Cette version du clavier bien tempéré par richard egarr a une grande qualité qui peut être pour certain un défaut: elle est originale et personnelle. Elle est même tellement originale et travaillée que certains la trouveront un rien intellectuelle.
Ici il ne s'agit pas d'une enième interpretation magistrale ou contemplative de l'oeuvre de bach comme peter watchorn, il ne s'agit pas non plus de d'une interpretation misant tout sur le dynamisme, les contrastes et l'explosivité comme un pierre hantai nous l'a récemment proposé.
On pourrait presque dire de cette version qu'il s'agit d'une entreprise intellectuelle majeure de déconstruction à la manière de glenn gould (mais en plus calme) basée sur des alterations rythmiques et phrasés proche d'un style à la frescobaldi ou du style brisé francais ou frobergien.
Au premier abord, cette approche à la fois joueuse mais abstraite peut paraitre distante, mais on se prend au jeu et on decouvre un clavier bien tempéré extrêmement riche et finalement fidèle à l'esprit de bach.
En plus de la liberté maîtrisée et assumée de l'approche, finalement ce que je préfère c'est la capacité de l'interprète a soutenir la progression des fugues du début à la fin sans se perdre en confusion dans leurs méandres, ce qui est un défaut récurrent de bon nombres de versions du clavier bien tempéré, même les meilleures.
Richard Egarr en procédant par approches circulaires successives (ce qui peut paraitre artificiel au premier abord) parvient à insuffler une respiration et un espace de liberté qui sert à mettre en relief la progression dramatique de la fugue sans tomber dans la suffocation ou la confusion.

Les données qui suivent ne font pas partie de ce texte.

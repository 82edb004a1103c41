//! The server manifest: one ref per resource, fetched once per sync round.

use crate::resource::SyncResource;
use serde::{Deserialize, Serialize};
use std::collections::HashMap;

/// A map from resource to its current server ref.
///
/// Fetched once per sync round; the engine uses it to skip the remote read
/// when the advertised ref matches the last successfully synced one.
#[derive(Debug, Clone, Default, PartialEq, Eq, Serialize, Deserialize)]
pub struct SyncManifest {
    /// Latest server ref per resource. A missing entry means the resource
    /// has never been written remotely.
    #[serde(default)]
    pub latest: HashMap<SyncResource, String>,
    /// Opaque server session identifier, carried through verbatim.
    #[serde(skip_serializing_if = "Option::is_none")]
    pub session: Option<String>,
}

impl SyncManifest {
    /// Creates an empty manifest.
    pub fn new() -> Self {
        Self::default()
    }

    /// Records the latest ref for a resource.
    pub fn with_latest(mut self, resource: SyncResource, ref_: impl Into<String>) -> Self {
        self.latest.insert(resource, ref_.into());
        self
    }

    /// The advertised ref for a resource, if any.
    pub fn latest_ref(&self, resource: SyncResource) -> Option<&str> {
        self.latest.get(&resource).map(String::as_str)
    }
}
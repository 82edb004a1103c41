//! The reconciliation driver: pull/push/sync/replace/accept-conflict
//! orchestration with precondition-failure retry.

use crate::backup::BackupStore;
use crate::cancel::CancellationToken;
use crate::config::{ResourceEnablement, SyncConfig};
use crate::error::{SyncError, SyncResult};
use crate::files::{FileError, FileService};
use crate::lastsync::LastSyncStore;
use crate::remote::{RemoteStore, SyncHeaders, UserContent};
use crate::status::{EventFeed, StatusTracker, SyncStatus};
use crate::strategy::{SyncPreview, SyncServices, SyncStrategy};
use parking_lot::Mutex;
use std::sync::Arc;
use std::time::Duration;
use tokio::sync::mpsc::UnboundedReceiver;
use tokio::task::JoinHandle;
use url::Url;
use usersync_protocol::{
    backup_handle_uri, parse_backup_handle, BackupKind, Conflict, LastSyncUserData,
    RemoteUserData, SyncData, SyncManifest, SyncResource, SyncResourceHandle,
};

/// The single in-flight preview: its cancellation token, and the produced
/// value once generation finished.
struct PreviewTask {
    token: CancellationToken,
    preview: Option<SyncPreview>,
}

/// Which way a forced synchronization overwrites.
#[derive(Debug, Clone, Copy, PartialEq, Eq)]
enum ForceDirection {
    Pull,
    Push,
}

/// A per-resource synchronizer.
///
/// Reconciles one kind of user state between the local machine and the
/// remote store via a three-way merge against the last successfully
/// synchronized state. Merge semantics are supplied by a [`SyncStrategy`];
/// the engine owns the status machine, the single cancellable preview, the
/// optimistic-concurrency retry loop, and the local-change coalescer.
pub struct Synchronizer {
    strategy: Arc<dyn SyncStrategy>,
    services: Arc<SyncServices>,
    remote: Arc<dyn RemoteStore>,
    backup: Arc<dyn BackupStore>,
    enablement: Arc<dyn ResourceEnablement>,
    tracker: StatusTracker,
    preview: Mutex<Option<PreviewTask>>,
    local_change_feed: EventFeed<()>,
    debounce_task: Mutex<Option<JoinHandle<()>>>,
    debounce: Duration,
    max_precondition_retries: u32,
}
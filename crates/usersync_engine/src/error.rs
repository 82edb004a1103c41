//! Error types for the sync engine.

use crate::files::FileError;
use thiserror::Error;
use usersync_protocol::{ProtocolError, SyncResource};

/// Result type for sync operations.
pub type SyncResult<T> = Result<T, SyncError>;

/// Errors that can occur during sync operations.
#[derive(Error, Debug)]
pub enum SyncError {
    /// Remote or persisted data that this engine version cannot process.
    #[error("incompatible {resource} data: {message}")]
    Incompatible {
        /// Resource the data belongs to.
        resource: SyncResource,
        /// What made the data incompatible.
        message: String,
    },

    /// The remote store rejected a conditional write because the ref moved.
    #[error("remote precondition failed")]
    PreconditionFailed,

    /// The local file changed between snapshot and commit.
    #[error("local precondition failed")]
    LocalPreconditionFailed,

    /// The precondition-retry loop exceeded its safety cap.
    #[error("sync gave up after {attempts} precondition retries")]
    TooManyRetries {
        /// Number of retries attempted.
        attempts: u32,
    },

    /// Network or remote-store transport error.
    #[error("transport error: {message}")]
    Transport {
        /// Error message.
        message: String,
        /// Whether the operation can be retried.
        retryable: bool,
    },

    /// Local file service error.
    #[error("file error: {0}")]
    File(#[from] FileError),

    /// Protocol data could not be encoded or decoded.
    #[error("protocol error: {0}")]
    Protocol(#[from] ProtocolError),

    /// Synchronization of the resource is disabled.
    #[error("synchronizing {0} is disabled")]
    Disabled(SyncResource),

    /// The operation was cancelled via `stop`.
    #[error("sync cancelled")]
    Cancelled,
}

impl SyncError {
    /// Creates an incompatibility error for a version the engine does not
    /// support.
    pub fn incompatible_version(resource: SyncResource, found: u32, supported: u32) -> Self {
        Self::Incompatible {
            resource,
            message: format!("version {found} is newer than supported version {supported}"),
        }
    }

    /// Creates an incompatibility error for an unrecognizable payload.
    pub fn incompatible_payload(resource: SyncResource, message: impl Into<String>) -> Self {
        Self::Incompatible {
            resource,
            message: message.into(),
        }
    }

    /// Creates a retryable transport error.
    pub fn transport_retryable(message: impl Into<String>) -> Self {
        Self::Transport {
            message: message.into(),
            retryable: true,
        }
    }

    /// Creates a non-retryable transport error.
    pub fn transport_fatal(message: impl Into<String>) -> Self {
        Self::Transport {
            message: message.into(),
            retryable: false,
        }
    }

    /// Returns true for the two precondition failures the engine recovers
    /// from internally.
    pub fn is_precondition(&self) -> bool {
        matches!(
            self,
            SyncError::PreconditionFailed | SyncError::LocalPreconditionFailed
        )
    }

    /// Returns true if the caller may retry the operation.
    pub fn is_retryable(&self) -> bool {
        match self {
            SyncError::Transport { retryable, .. } => *retryable,
            SyncError::PreconditionFailed | SyncError::LocalPreconditionFailed => true,
            _ => false,
        }
    }
}

#[cfg(test)]
mod tests {
    use super::*;

    #[test]
    fn precondition_predicates() {
        assert!(SyncError::PreconditionFailed.is_precondition());
        assert!(SyncError::LocalPreconditionFailed.is_precondition());
        assert!(!SyncError::Cancelled.is_precondition());
        assert!(!SyncError::TooManyRetries { attempts: 8 }.is_precondition());
    }

    #[test]
    fn retryable_errors() {
        assert!(SyncError::transport_retryable("connection reset").is_retryable());
        assert!(!SyncError::transport_fatal("invalid certificate").is_retryable());
        assert!(!SyncError::Cancelled.is_retryable());
        assert!(!SyncError::incompatible_version(SyncResource::Settings, 9, 1).is_retryable());
    }

    #[test]
    fn incompatible_display_names_resource() {
        let err = SyncError::incompatible_version(SyncResource::Keybindings, 4, 2);
        let text = err.to_string();
        assert!(text.contains("keybindings"));
        assert!(text.contains('4'));
    }
}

C'est a se demander si les lignes circulaires qui décorent l'entête de l'oeuvre n'ont pas inspiré Richard Egarr dans son approche interprétative (en plus de révéler le tempérament que Bach utilisait probablement et utilisé ici pour cet enregistrement).
Concernant le clavecin (copie johannes ruckers 1638), il peut paraitre anachronique (pas tout a fait contemporain de l'oeuvre) mais convient trés bien au style interprétatif proche du début du baroque. Aussi, la pureté et la robustesse des clavecins ruckers conviennent bien à Bach en géneral.
Donc, si vous possédez déjà une version "classique" du clavier bien tempéré (pieter-jan belder en a fait récemment une très belle et très abordable) et si les aventures bachiennes engagées, intellectuelles et personnelles ne vous effraient pas, n'hésitez pas à vous procurer ce clavier bien tempéré pour redecouvrir cette oeuvre!